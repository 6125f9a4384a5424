use std::{path::Path, str::FromStr};

use anyhow::bail;
use serde::Deserialize;
use serde_dynamic_string::DynamicString;
use std::fmt::Write;
use toml::Value;

use crate::{Config, IdentityClass};

/// Fields that may reference an unset environment variable. They are dropped instead of failing the load.
const OPTIONAL_ENV_FIELDS: &[&str] = &["llm.api_key", "llm.base_url", "server.auth.secret"];

/// Check if a configuration path represents an optional environment variable field
fn is_optional_env_field(path: &str) -> bool {
    OPTIONAL_ENV_FIELDS.contains(&path)
}

/// Check if the error is specifically about a missing environment variable
fn is_missing_env_var_error<E: std::fmt::Display>(err: &E) -> bool {
    let err_str = err.to_string().to_lowercase();

    err_str.contains("environment variable not found")
        || err_str.contains("env var")
        || (err_str.contains("variable") && err_str.contains("not found"))
}

/// Extract the path from an error message like "Failed to expand dynamic string at path 'path': error"
fn extract_path_from_error(error_message: &str) -> Option<String> {
    let start = error_message.find("path '")? + 6;
    let end = error_message[start..].find("':")?;

    Some(error_message[start..start + end].to_string())
}

/// Remove a field from the TOML configuration by path
fn remove_field_from_config(config: &mut Value, path: &str) {
    let parts: Vec<&str> = path.split('.').collect();

    let Some((last, parents)) = parts.split_last() else {
        return;
    };

    let mut current = config;

    for part in parents {
        match current.as_table_mut().and_then(|table| table.get_mut(*part)) {
            Some(value) => current = value,
            None => return,
        }
    }

    if let Some(table) = current.as_table_mut() {
        table.remove(*last);
        log::debug!("Removed optional field '{path}' due to missing environment variable");
    }
}

pub fn load<P: AsRef<Path>>(path: P) -> anyhow::Result<Config> {
    let path = path.as_ref().to_path_buf();
    let content = std::fs::read_to_string(&path)?;
    let mut raw_config: Value = toml::from_str(&content)?;

    // Every retry removes one optional field, so this terminates after at most one pass per field.
    for _ in 0..=OPTIONAL_ENV_FIELDS.len() {
        let Err(err) = expand_dynamic_strings(&mut Vec::new(), &mut raw_config.clone()) else {
            break;
        };

        match extract_path_from_error(&err.to_string()) {
            Some(field) if is_optional_env_field(&field) && is_missing_env_var_error(&err) => {
                remove_field_from_config(&mut raw_config, &field);
            }
            _ => return Err(err),
        }
    }

    expand_dynamic_strings(&mut Vec::new(), &mut raw_config)?;

    let config = Config::deserialize(raw_config)?;
    validate(&config)?;

    Ok(config)
}

pub(crate) fn validate(config: &Config) -> anyhow::Result<()> {
    let quotas = &config.server.quotas;

    if quotas.window.is_zero() {
        bail!("server.quotas.window must be greater than zero.");
    }

    if config.server.auth.token_ttl.is_zero() {
        bail!("server.auth.token_ttl must be greater than zero.");
    }

    if quotas.eviction.enabled && quotas.eviction.retain_windows == 0 {
        bail!("server.quotas.eviction.retain_windows must be at least 1.");
    }

    if quotas.eviction.enabled && quotas.eviction.sweep_interval.is_zero() {
        bail!("server.quotas.eviction.sweep_interval must be greater than zero.");
    }

    let guest = IdentityClass::guest();

    if !quotas.limits.contains_key(&guest) {
        bail!("No quota limit configured for class '{guest}'. Add it to [server.quotas.limits].");
    }

    for user in &config.server.auth.users {
        if !quotas.limits.contains_key(&user.class) {
            bail!(
                "User '{}' has class '{}', which has no quota limit. Add it to [server.quotas.limits].",
                user.username,
                user.class
            );
        }
    }

    Ok(())
}

fn expand_dynamic_strings<'a>(path: &mut Vec<Result<&'a str, usize>>, value: &'a mut Value) -> anyhow::Result<()> {
    match value {
        Value::String(s) => match DynamicString::<String>::from_str(s) {
            Ok(out) => *s = out.into_inner(),
            Err(err) => {
                let mut p = String::new();

                for segment in path.iter() {
                    match segment {
                        Ok(s) => {
                            p.push_str(s);
                            p.push('.');
                        }
                        Err(i) => write!(p, "[{i}]")?,
                    }
                }

                if p.ends_with('.') {
                    p.pop();
                }

                bail!("Failed to expand dynamic string at path '{p}': {err}");
            }
        },
        Value::Array(values) => {
            for (i, value) in values.iter_mut().enumerate() {
                path.push(Err(i));
                expand_dynamic_strings(path, value)?;
                path.pop();
            }
        }
        Value::Table(map) => {
            for (key, value) in map {
                path.push(Ok(key.as_str()));
                expand_dynamic_strings(path, value)?;
                path.pop();
            }
        }
        Value::Integer(_) | Value::Float(_) | Value::Boolean(_) | Value::Datetime(_) => (),
    }

    Ok(())
}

◆ **WORK INSTRUCTION**
Within the listing above, how many lines hold the string "parts"? Answer with the number only.

◆ **OUTPUT BELOW**
2